How were the butt splices at the service mast? We have a problem with them corroding terribly around here, I would suspect that happens everywhere.


----------



## 480sparky (Sep 20, 2007)

Take amp & volt readings on the service conductors.


----------



## white (Feb 5, 2009)

I did that when I arived and voltage and current were fine. I turned on all loads in the house. Amps came up to 95 and 82 with every thing on. I waited for well over an hour no proplems. Took out my tools to the truck came back in to say good bye and then it started. Lights dim and everything shoot off. Bad smells out of panel. Checked voltage. 90 volts and 120v on other side to neutral. Checked between hots,ranging from 0v to 200v. Shut off main and called PUD. The meter base melted.


----------



## white (Feb 5, 2009)

picture


----------



## 480sparky (Sep 20, 2007)

I see a poorly terminated aluminum conductor.


----------



## white (Feb 5, 2009)

Nice Zinsco panel.


----------



## administr8tor (Mar 6, 2010)

480sparky said:


> I see a poorly terminated aluminum conductor.

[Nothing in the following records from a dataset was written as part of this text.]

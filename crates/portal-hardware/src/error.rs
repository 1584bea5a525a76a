//! Error types for hardware operations.
//!
//! This module defines error types specific to GPIO pin operations, covering
//! failure scenarios such as a driver losing its backing device, failed
//! initialization, and invalid pin configuration.

/// Result type alias for hardware operations.
pub type Result<T> = std::result::Result<T, HardwareError>;

/// Errors that can occur during GPIO pin operations.
#[derive(Debug, thiserror::Error)]
pub enum HardwareError {
    /// Pin driver is not connected or has been disconnected.
    #[error("Pin disconnected: {pin}")]
    Disconnected { pin: String },

    /// Pin driver initialization failed.
    #[error("Initialization failed: {message}")]
    InitializationFailed { message: String },

    /// Pin configuration error.
    #[error("Configuration error: {message}")]
    ConfigurationError { message: String },

    /// Generic I/O error.
    #[error("I/O error: {0}")]
    Io(#[from] std::io::Error),

    /// Generic error with custom message.
    #[error("{0}")]
    Other(String),
}

impl HardwareError {
    /// Create a new disconnected error.
    pub fn disconnected(pin: impl Into<String>) -> Self {
        Self::Disconnected { pin: pin.into() }
    }

    /// Create a new initialization failed error.
    pub fn initialization_failed(message: impl Into<String>) -> Self {
        Self::InitializationFailed {
            message: message.into(),
        }
    }

    /// Create a new configuration error.
    pub fn configuration(message: impl Into<String>) -> Self {
        Self::ConfigurationError {
            message: message.into(),
        }
    }

    /// Create a generic error with custom message.
    pub fn other(message: impl Into<String>) -> Self {
        Self::Other(message.into())
    }
}

impl From<HardwareError> for portal_core::Error {
    fn from(error: HardwareError) -> Self {
        portal_core::Error::Hardware(error.to_string())
    }
}

#[cfg(test)]
mod tests {
    use super::*;

    #[test]
    fn test_disconnected_error() {
        let error = HardwareError::disconnected("GPIO5");
        assert!(matches!(error, HardwareError::Disconnected { .. }));
        assert_eq!(error.to_string(), "Pin disconnected: GPIO5");
    }

    #[test]
    fn test_initialization_failed_error() {
        let error = HardwareError::initialization_failed("gpiochip busy");
        assert!(matches!(error, HardwareError::InitializationFailed { .. }));
        assert_eq!(error.to_string(), "Initialization failed: gpiochip busy");
    }

    #[test]
    fn test_configuration_error() {
        let error = HardwareError::configuration("pin not output-capable");
        assert!(matches!(error, HardwareError::ConfigurationError { .. }));
        assert_eq!(
            error.to_string(),
            "Configuration error: pin not output-capable"
        );
    }

    #[test]
    fn test_core_error_conversion() {
        let error: portal_core::Error = HardwareError::disconnected("GPIO18").into();
        assert!(matches!(error, portal_core::Error::Hardware(_)));
        assert_eq!(
            error.to_string(),
            "Hardware operation failed: Pin disconnected: GPIO18"
        );
    }

    #[test]
    fn test_error_display() {
        let errors = vec![
            HardwareError::disconnected("GPIO5"),
            HardwareError::initialization_failed("busy"),
            HardwareError::other("unknown"),
        ];

        for error in errors {
            let _ = format!("{}", error);
            let _ = format!("{:?}", error);
        }
    }
}
//! Operation completion policy.

use std::time::Duration;

/// How the operation timer resolves an expired operation.
///
/// The controller cannot sense "still moving"; when the travel duration
/// elapses it must decide what position to report. The default is the
/// optimistic contract: assume the commanded operation succeeded. A stricter
/// policy can be selected at construction without changing the default
/// behavior for existing callers.
#[derive(Debug, Clone, Copy, PartialEq, Eq)]
pub enum CompletionPolicy {
    /// Assume the commanded operation always succeeds by the nominal travel
    /// duration: on expiry the position becomes the target's limit position,
    /// with no sensor verification at that instant. A discrepancy only
    /// surfaces on the next position query, which re-reads the sensors.
    Optimistic,

    /// Require a limit switch confirmation before declaring completion. On
    /// expiry the sensors are re-read; if neither switch is engaged, one
    /// grace period is waited and the read repeated. A confirmed position
    /// wins even if it contradicts the target; still unconfirmed after the
    /// grace period, the operation ends at `Stopped`.
    SensorConfirmed {
        /// Extra time allowed for a limit switch to engage after the nominal
        /// travel duration has elapsed.
        grace: Duration,
    },
}

impl Default for CompletionPolicy {
    fn default() -> Self {
        CompletionPolicy::Optimistic
    }
}

#[cfg(test)]
mod tests {
    use super::*;

    #[test]
    fn test_default_is_optimistic() {
        assert_eq!(CompletionPolicy::default(), CompletionPolicy::Optimistic);
    }
}
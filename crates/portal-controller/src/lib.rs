//! Garage door motion controller.
//!
//! This crate implements the door controller core: a small state machine that
//! maps a binary open/close request onto a relay pulse, tracks door position
//! through two limit switch sensors, and uses a single-shot operation timer to
//! infer completion of an operation that cannot be sensed directly.
//!
//! # Architecture
//!
//! A [`DoorController`] owns four cooperating concerns:
//!
//! - [`LimitSensors`]: reads the open and closed limit switches and derives a
//!   confirmed position, if any.
//! - [`RelayActuator`]: pulses the relay output to emulate a button press on
//!   the physical opener, the only way to start or stop door motion.
//! - An operation timer: a single-shot countdown armed whenever motion
//!   begins, whose expiry is the only signal that an in-transit operation has
//!   (presumably) finished.
//! - The state tracker: the authoritative record of current position, target
//!   state, and obstruction flag.
//!
//! # Concurrency
//!
//! All tracked state lives behind a single `tokio::sync::Mutex`, shared by
//! the command path, the query path, and the timer completion task. The relay
//! pulse blocks its caller for the pulse width and deliberately runs outside
//! that lock, so a concurrent timer expiry or status query is never stalled
//! by an in-flight pulse.
//!
//! # Examples
//!
//! ```
//! use portal_controller::DoorController;
//! use portal_core::{DoorConfig, DoorPosition, TargetState};
//! use portal_hardware::mock::{MockInput, MockRelay};
//!
//! #[tokio::main(flavor = "current_thread")]
//! async fn main() -> portal_core::Result<()> {
//!     let (relay, relay_handle) = MockRelay::new("door relay");
//!     let (open_input, _open) = MockInput::new("open limit");
//!     let (closed_input, closed) = MockInput::new("closed limit");
//!     closed.activate();
//!
//!     let controller =
//!         DoorController::new(DoorConfig::default(), relay, open_input, closed_input).await?;
//!     assert_eq!(controller.current_position().await?, DoorPosition::Closed);
//!
//!     closed.deactivate();
//!     controller.request_target(TargetState::Open).await?;
//!     assert_eq!(controller.current_position().await?, DoorPosition::Opening);
//!     assert_eq!(relay_handle.pulse_count(), 1);
//!
//!     Ok(())
//! }
//! ```

pub mod actuator;
pub mod controller;
pub mod policy;
pub mod sensors;

mod timer;

// Re-export commonly used types
pub use actuator::RelayActuator;
pub use controller::DoorController;
pub use policy::CompletionPolicy;
pub use sensors::LimitSensors;
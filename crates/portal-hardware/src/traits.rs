//! GPIO pin trait definitions.
//!
//! These traits establish the contract between the door controller core and
//! its pins, enabling substitution between mock and real hardware
//! implementations.
//!
//! All traits use native `async fn` methods (Rust 1.90 + Edition 2024 RPITIT),
//! eliminating the need for the `async_trait` macro.

#![allow(async_fn_in_trait)]

use crate::error::Result;
use crate::types::Level;

/// A digital input pin.
///
/// Reads take `&self` so multiple readers (the command path and the timer
/// completion path) can share one input without exclusive access. A read has
/// no side effects and must not block beyond the hardware access itself.
///
/// # Examples
///
/// ```no_run
/// use portal_hardware::traits::DigitalInput;
/// use portal_hardware::error::Result;
///
/// async fn sensor_engaged<I: DigitalInput>(sensor: &I) -> Result<bool> {
///     // Active-low wiring: engaged reads Low
///     Ok(sensor.read().await?.is_low())
/// }
/// ```
pub trait DigitalInput: Send + Sync {
    /// Read the current logic level of the pin.
    ///
    /// # Errors
    ///
    /// Returns an error if the pin driver has lost its backing device or the
    /// read itself fails.
    fn read(&self) -> impl Future<Output = Result<Level>> + Send;
}

/// A digital output pin.
///
/// # Examples
///
/// ```no_run
/// use portal_hardware::traits::DigitalOutput;
/// use portal_hardware::types::Level;
/// use portal_hardware::error::Result;
///
/// async fn release<O: DigitalOutput>(relay: &mut O) -> Result<()> {
///     relay.write(Level::Low).await
/// }
/// ```
pub trait DigitalOutput: Send {
    /// Drive the pin to the given logic level.
    ///
    /// # Errors
    ///
    /// Returns an error if the pin driver has lost its backing device or the
    /// write itself fails.
    async fn write(&mut self, level: Level) -> Result<()>;
}
use thiserror::Error;

#[derive(Error, Debug)]
pub enum Error {
    // Configuration errors
    #[error("Configuration error: {0}")]
    Config(String),

    // Hardware errors
    #[error("Hardware operation failed: {0}")]
    Hardware(String),

    // IO errors
    #[error("IO error: {0}")]
    Io(#[from] std::io::Error),
}

pub type Result<T> = std::result::Result<T, Error>;

#[cfg(test)]
mod tests {
    use super::*;

    #[test]
    fn test_config_error_display() {
        let error = Error::Config("travel duration out of range".to_string());
        assert_eq!(
            error.to_string(),
            "Configuration error: travel duration out of range"
        );
    }

    #[test]
    fn test_hardware_error_display() {
        let error = Error::Hardware("relay write failed".to_string());
        assert_eq!(
            error.to_string(),
            "Hardware operation failed: relay write failed"
        );
    }

    #[test]
    fn test_io_error_conversion() {
        let io = std::io::Error::new(std::io::ErrorKind::NotFound, "gpiochip0");
        let error: Error = io.into();
        assert!(matches!(error, Error::Io(_)));
    }
}
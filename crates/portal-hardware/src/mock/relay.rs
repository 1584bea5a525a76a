//! Mock relay output implementation for testing and development.
//!
//! This module provides a simulated relay pin that records its level and
//! counts actuation pulses, so tests can assert exactly how often the door
//! button was "pressed".

use crate::{Result, traits::DigitalOutput, types::Level};
use std::sync::Arc;
use std::sync::atomic::{AtomicUsize, Ordering};
use tokio::sync::watch;

/// Mock relay output pin for testing and development.
///
/// The relay idles [`Level::Low`]; a low-to-high transition counts as the
/// start of one actuation pulse.
///
/// # Examples
///
/// ```
/// use portal_hardware::mock::MockRelay;
/// use portal_hardware::traits::DigitalOutput;
/// use portal_hardware::types::Level;
///
/// #[tokio::main]
/// async fn main() -> portal_hardware::Result<()> {
///     let (mut relay, handle) = MockRelay::new("door relay");
///
///     relay.write(Level::High).await?;
///     relay.write(Level::Low).await?;
///
///     assert_eq!(handle.pulse_count(), 1);
///     assert_eq!(handle.level(), Level::Low);
///
///     Ok(())
/// }
/// ```
#[derive(Debug)]
pub struct MockRelay {
    /// Channel publishing the driven level.
    level_tx: watch::Sender<Level>,

    /// Count of low-to-high transitions.
    pulses: Arc<AtomicUsize>,

    /// Pin name, used in error messages.
    name: String,
}

impl MockRelay {
    /// Create a new mock relay with the given name.
    ///
    /// Returns a tuple of (MockRelay, MockRelayHandle) where the handle can
    /// be used to observe the driven level and count pulses. The relay
    /// starts at [`Level::Low`] (released).
    ///
    /// # Examples
    ///
    /// ```
    /// use portal_hardware::mock::MockRelay;
    ///
    /// let (relay, handle) = MockRelay::new("door relay");
    /// ```
    pub fn new(name: impl Into<String>) -> (Self, MockRelayHandle) {
        let (level_tx, level_rx) = watch::channel(Level::Low);
        let pulses = Arc::new(AtomicUsize::new(0));
        let name = name.into();

        let relay = Self {
            level_tx,
            pulses: Arc::clone(&pulses),
            name: name.clone(),
        };

        let handle = MockRelayHandle {
            level_rx,
            pulses,
            name,
        };

        (relay, handle)
    }

    /// Get the pin name.
    pub fn name(&self) -> &str {
        &self.name
    }
}

impl DigitalOutput for MockRelay {
    async fn write(&mut self, level: Level) -> Result<()> {
        let previous = *self.level_tx.borrow();
        if previous == Level::Low && level == Level::High {
            self.pulses.fetch_add(1, Ordering::SeqCst);
        }
        self.level_tx.send_replace(level);
        Ok(())
    }
}

/// Handle for observing a mock relay.
///
/// # Examples
///
/// ```
/// use portal_hardware::mock::MockRelay;
/// use portal_hardware::types::Level;
///
/// let (_relay, handle) = MockRelay::new("door relay");
///
/// assert_eq!(handle.level(), Level::Low);
/// assert_eq!(handle.pulse_count(), 0);
/// ```
#[derive(Debug, Clone)]
pub struct MockRelayHandle {
    /// Channel receiver observing the driven level.
    level_rx: watch::Receiver<Level>,

    /// Count of low-to-high transitions.
    pulses: Arc<AtomicUsize>,

    /// Pin name.
    name: String,
}

impl MockRelayHandle {
    /// Get the level the relay is currently driven to.
    pub fn level(&self) -> Level {
        *self.level_rx.borrow()
    }

    /// Get the number of actuation pulses started so far.
    ///
    /// A pulse is counted on each low-to-high transition.
    pub fn pulse_count(&self) -> usize {
        self.pulses.load(Ordering::SeqCst)
    }

    /// Wait until the relay is driven to the given level.
    ///
    /// Useful for observing the high phase of a pulse from a test.
    ///
    /// # Errors
    ///
    /// Returns an error if the relay has been dropped.
    pub async fn wait_for(&mut self, level: Level) -> Result<()> {
        self.level_rx
            .wait_for(|current| *current == level)
            .await
            .map_err(|_| crate::HardwareError::disconnected(self.name.clone()))?;
        Ok(())
    }

    /// Get the pin name.
    pub fn name(&self) -> &str {
        &self.name
    }
}
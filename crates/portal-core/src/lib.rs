pub mod config;
pub mod constants;
pub mod error;
pub mod types;

pub use config::DoorConfig;
pub use error::{Error, Result};
pub use types::*;

/// Version info
pub const VERSION: &str = env!("CARGO_PKG_VERSION");
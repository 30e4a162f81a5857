/// Configuration management for Product Service
///
/// Only the HTTP listener is configured here. Token verification settings
/// are loaded by `config_core` from `GATEKEEPER__*` variables.
use serde::{Deserialize, Serialize};
use std::path::PathBuf;

#[derive(Debug, Clone, Serialize, Deserialize)]
pub struct Config {
    /// Application environment (dev, staging, prod)
    pub env: String,
    /// Server host to bind to
    pub host: String,
    /// Server port to bind to
    pub port: u16,
    /// Optional TOML file with gatekeeper settings
    pub gatekeeper_config: Option<PathBuf>,
}

impl Config {
    pub fn from_env() -> Result<Self, String> {
        let port = match std::env::var("PRODUCT_SERVICE_PORT") {
            Ok(value) => value
                .parse()
                .map_err(|_| format!("PRODUCT_SERVICE_PORT is not a valid port: {value:?}"))?,
            Err(_) => 8084,
        };

        Ok(Config {
            env: std::env::var("APP_ENV").unwrap_or_else(|_| "development".to_string()),
            host: std::env::var("PRODUCT_SERVICE_HOST").unwrap_or_else(|_| "0.0.0.0".to_string()),
            port,
            gatekeeper_config: std::env::var("GATEKEEPER_CONFIG").ok().map(PathBuf::from),
        })
    }
}
use actix_gatekeeper::{GatekeeperMiddleware, RequestLogging};
use actix_web::{App, HttpServer};
use anyhow::Context;
use tracing_subscriber::{layer::SubscriberExt, util::SubscriberInitExt};

fn init_tracing() {
    let filter = tracing_subscriber::EnvFilter::try_from_default_env()
        .unwrap_or_else(|_| "info,actix_web=info".into());
    let json = std::env::var("LOG_FORMAT")
        .map(|format| format.eq_ignore_ascii_case("json"))
        .unwrap_or(false);

    let registry = tracing_subscriber::registry().with(filter);
    if json {
        registry.with(tracing_subscriber::fmt::layer().json()).init();
    } else {
        registry.with(tracing_subscriber::fmt::layer()).init();
    }
}

#[actix_web::main]
async fn main() -> anyhow::Result<()> {
    dotenvy::dotenv().ok();
    init_tracing();

    let config = match product_service::Config::from_env() {
        Ok(cfg) => cfg,
        Err(e) => {
            tracing::error!("Configuration loading failed: {}", e);
            std::process::exit(1);
        }
    };

    // No policy, no service: never start with a default or missing key
    let policy = match config_core::load_policy(config.gatekeeper_config.as_deref()) {
        Ok(policy) => policy,
        Err(e) => {
            tracing::error!("Verification policy provisioning failed: {}", e);
            std::process::exit(1);
        }
    };

    let gatekeeper = GatekeeperMiddleware::new(policy);

    tracing::info!(
        env = %config.env,
        host = %config.host,
        port = config.port,
        "Starting product-service"
    );

    HttpServer::new(move || {
        let gatekeeper = gatekeeper.clone();
        App::new()
            .wrap(RequestLogging)
            .configure(|cfg| product_service::configure(cfg, gatekeeper))
    })
    .bind((config.host.as_str(), config.port))
    .with_context(|| format!("Failed to bind {}:{}", config.host, config.port))?
    .run()
    .await
    .context("HTTP server terminated with an error")?;

    Ok(())
}
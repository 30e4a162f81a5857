use crate::rejection::Rejection;
use actix_web::{dev::Payload, FromRequest, HttpMessage, HttpRequest};
use futures::future::{ready, Ready};
use std::ops::Deref;
use std::sync::Arc;
use token_codec::IdentityClaim;

/// Verified identity of the caller, read-only for handlers
///
/// Inserted into request extensions by the gatekeeper middleware; this is the
/// only way a handler learns who is calling.
#[derive(Debug, Clone)]
pub struct Identity(Arc<IdentityClaim>);

impl Identity {
    pub fn new(claim: IdentityClaim) -> Self {
        Self(Arc::new(claim))
    }

    pub fn claim(&self) -> &IdentityClaim {
        &self.0
    }
}

impl Deref for Identity {
    type Target = IdentityClaim;

    fn deref(&self) -> &Self::Target {
        &self.0
    }
}

/// Missing identity means the route was mounted outside the gatekeeper
impl FromRequest for Identity {
    type Error = Rejection;
    type Future = Ready<Result<Self, Self::Error>>;

    fn from_request(req: &HttpRequest, _payload: &mut Payload) -> Self::Future {
        ready(req.extensions().get::<Identity>().cloned().ok_or(Rejection::NoToken))
    }
}
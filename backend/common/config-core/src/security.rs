//! JWT verification settings

use crate::ConfigError;
use secrecy::{ExposeSecret, SecretString};
use serde::Deserialize;
use std::str::FromStr;
use std::time::Duration;
use token_codec::{
    validate_secret_strength, Algorithm, KeyFamily, KeyMaterial, PolicyError, SecretStrength,
    VerificationPolicy,
};
use validator::Validate;

/// How this service verifies tokens
///
/// Exactly one of `secret` and `public_key_pem` must be set. There is no
/// default secret.
#[derive(Debug, Deserialize, Validate)]
pub struct JwtSettings {
    /// Shared HMAC secret (HS* algorithms)
    #[serde(default)]
    pub secret: Option<SecretString>,

    /// Issuer public key, PEM encoded (RS*, PS*, ES* algorithms)
    #[serde(default)]
    pub public_key_pem: Option<String>,

    /// Accepted algorithm names
    #[validate(length(min = 1))]
    #[serde(default = "default_algorithms")]
    pub algorithms: Vec<String>,

    /// Clock-skew tolerance for `exp` and `nbf`
    #[validate(range(max = 300))]
    #[serde(default = "default_leeway")]
    pub leeway_secs: u64,

    /// Required `iss`
    #[serde(default)]
    pub issuer: Option<String>,

    /// Required `aud`
    #[serde(default)]
    pub audience: Option<String>,
}

fn default_algorithms() -> Vec<String> {
    vec!["HS256".to_string()]
}

fn default_leeway() -> u64 {
    30
}

impl Default for JwtSettings {
    fn default() -> Self {
        Self {
            secret: None,
            public_key_pem: None,
            algorithms: default_algorithms(),
            leeway_secs: default_leeway(),
            issuer: None,
            audience: None,
        }
    }
}

impl JwtSettings {
    /// Accepted algorithms, parsed
    pub fn parsed_algorithms(&self) -> Result<Vec<Algorithm>, ConfigError> {
        if self.algorithms.is_empty() {
            return Err(ConfigError::InvalidAlgorithm("no algorithms configured".to_string()));
        }

        self.algorithms
            .iter()
            .map(|name| {
                Algorithm::from_str(name.trim())
                    .map_err(|_| ConfigError::InvalidAlgorithm(format!("unknown algorithm {name:?}")))
            })
            .collect()
    }

    fn key_material(&self, algorithms: &[Algorithm]) -> Result<KeyMaterial, ConfigError> {
        let secret = self
            .secret
            .as_ref()
            .map(|s| s.expose_secret())
            .filter(|s| !s.is_empty());
        let public_key = self.public_key_pem.as_deref().filter(|pem| !pem.trim().is_empty());

        match (secret, public_key) {
            (Some(_), Some(_)) => Err(ConfigError::AmbiguousKeyMaterial),
            (None, None) => Err(ConfigError::MissingKeyMaterial),
            (Some(secret), None) => {
                match validate_secret_strength(secret) {
                    SecretStrength::Weak => return Err(ConfigError::WeakSecret),
                    SecretStrength::Acceptable => {
                        tracing::warn!("jwt.secret is acceptable but shorter than recommended (64 bytes)")
                    }
                    SecretStrength::Strong => {}
                }
                Ok(KeyMaterial::secret(secret))
            }
            (None, Some(pem)) => match algorithms.first().map(|alg| KeyFamily::of(*alg)) {
                Some(KeyFamily::Rsa) => Ok(KeyMaterial::RsaPublicPem(pem.to_string())),
                Some(KeyFamily::Ec) => Ok(KeyMaterial::EcPublicPem(pem.to_string())),
                _ => Err(ConfigError::InvalidAlgorithm(
                    "jwt.public_key_pem requires RS*, PS* or ES* algorithms".to_string(),
                )),
            },
        }
    }

    /// Convert into an immutable policy
    pub fn build_policy(&self) -> Result<VerificationPolicy, ConfigError> {
        let algorithms = self.parsed_algorithms()?;
        let key = self.key_material(&algorithms)?;

        let mut policy = VerificationPolicy::new(key, algorithms)
            .and_then(|policy| policy.with_leeway(Duration::from_secs(self.leeway_secs)))
            .map_err(|e| match e {
                PolicyError::EmptyKey => ConfigError::MissingKeyMaterial,
                PolicyError::InvalidKey(reason) => ConfigError::InvalidKey(reason),
                other => ConfigError::InvalidAlgorithm(other.to_string()),
            })?;

        if let Some(issuer) = &self.issuer {
            policy = policy.with_issuer(issuer.clone());
        }
        if let Some(audience) = &self.audience {
            policy = policy.with_audience(audience.clone());
        }

        Ok(policy)
    }
}
use actix_gatekeeper::GatekeeperMiddleware;
use actix_web::http::header::AUTHORIZATION;
use actix_web::http::StatusCode;
use actix_web::{test, App};
use serde_json::Value;
use token_codec::{encode, Algorithm, IdentityClaim, KeyMaterial, SigningKey, VerificationPolicy};

const SECRET: &str = "q8Vn2LrT5xWz9KcB4mJd7HsF1gYp6NaE";

fn gatekeeper() -> GatekeeperMiddleware<VerificationPolicy> {
    let policy = VerificationPolicy::new(KeyMaterial::secret(SECRET), vec![Algorithm::HS256]).unwrap();
    GatekeeperMiddleware::new(policy)
}

#[actix_web::test]
async fn test_health_is_public() {
    let app = test::init_service(
        App::new().configure(|cfg| product_service::configure(cfg, gatekeeper())),
    )
    .await;

    let req = test::TestRequest::get().uri("/health").to_request();
    let body: Value = test::call_and_read_body_json(&app, req).await;
    assert_eq!(body["status"], "ok");
}

#[actix_web::test]
async fn test_me_requires_token() {
    let app = test::init_service(
        App::new().configure(|cfg| product_service::configure(cfg, gatekeeper())),
    )
    .await;

    let req = test::TestRequest::get().uri("/api/v1/me").to_request();
    let resp = test::call_service(&app, req).await;
    assert_eq!(resp.status(), StatusCode::UNAUTHORIZED);
}

#[actix_web::test]
async fn test_me_returns_caller_identity() {
    let app = test::init_service(
        App::new().configure(|cfg| product_service::configure(cfg, gatekeeper())),
    )
    .await;

    let now = chrono::Utc::now().timestamp();
    let claim = IdentityClaim::new(4242, now)
        .with_role("vendor")
        .with_expiry(now + 600);
    let token = encode(&claim, &SigningKey::secret(SECRET), Algorithm::HS256).unwrap();

    let req = test::TestRequest::get()
        .uri("/api/v1/me")
        .insert_header((AUTHORIZATION, format!("Bearer {token}")))
        .to_request();
    let body: Value = test::call_and_read_body_json(&app, req).await;

    assert_eq!(body["sub"], 4242);
    assert_eq!(body["role"], "vendor");
    assert_eq!(body["issued_at"], now);
    assert_eq!(body["expires_at"], now + 600);
}

#[actix_web::test]
async fn test_metrics_exposes_decisions() {
    let app = test::init_service(
        App::new().configure(|cfg| product_service::configure(cfg, gatekeeper())),
    )
    .await;

    let req = test::TestRequest::get()
        .uri("/api/v1/me")
        .insert_header((AUTHORIZATION, "Bearer garbage"))
        .to_request();
    test::call_service(&app, req).await;

    let req = test::TestRequest::get().uri("/metrics").to_request();
    let resp = test::call_service(&app, req).await;
    assert_eq!(resp.status(), StatusCode::OK);

    let body = test::read_body(resp).await;
    let text = String::from_utf8(body.to_vec()).unwrap();
    assert!(text.contains("gatekeeper_decisions_total"));
    assert!(text.contains("reason=\"MalformedToken\""));
}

Loose or missing noalox or what? (I don't work with aluminum)


----------



## guest (Feb 21, 2009)

white said:


> Nice Zinsco panel.


A whole-hose fire would have done them a favor.  That is without a doubt the worst ever Zinsco panel!!

And I see a major violation in the lower right corner....


----------



## SparkYZ (Jan 20, 2010)

mxslick said:


> A whole-hose fire would have done them a favor.  That is without a doubt the worst ever Zinsco panel!!
> 
> And I see a major violation in the lower right corner....


Nah, I've seen worse in the SFV.


----------



## 480sparky (Sep 20, 2007)

administr8tor said:


> Loose or missing noalox or what? (I don't work with aluminum)



Maybe both.


----------



## guest (Feb 21, 2009)

SparkYZ said:


> Nah, I've seen worse in the SFV.


LOL..got pics to prove it bud? :laughing:

Then again, there are some really bad areas in SFV..so I guess it would be possible. You run into any FPE's there?


----------



## white (Feb 5, 2009)

Going To replace panel and meter base today. There was noalox and the connection seamed to be tight. As soon as I touched it the hole jaw broke off. I think it is only a 100amp base though. Maybe thats why it melted down. After looking at it closer the jaws on the other side had been replaced in the past. A 200 anp is going in today. The meter it's self will need to be replaced as it was burnt on the back side.


----------



## guest (Feb 21, 2009)

white said:


> Going To replace panel and meter base today. There was noalox and the connection seamed to be tight. As soon as I touched it the hole jaw broke off. I think it is only a 100amp base though. Maybe thats why it melted down. After looking at it closer the jaws on the other side had been replaced in the past. A 200 anp is going in today. The meter it's self will need to be replaced as it was burnt on the back side.



Cool!! Don't forget to post the "After" pics so we can admire your work. :thumbup:


----------



## B4T (Feb 10, 2009)

white said:


> picture
> View attachment 5885


I have seen plenty of them, but NEVER one with copper wire..

So this is why I only use copper and I don't believe "new and improved".. they can save that sales pitch for breakfast cereal..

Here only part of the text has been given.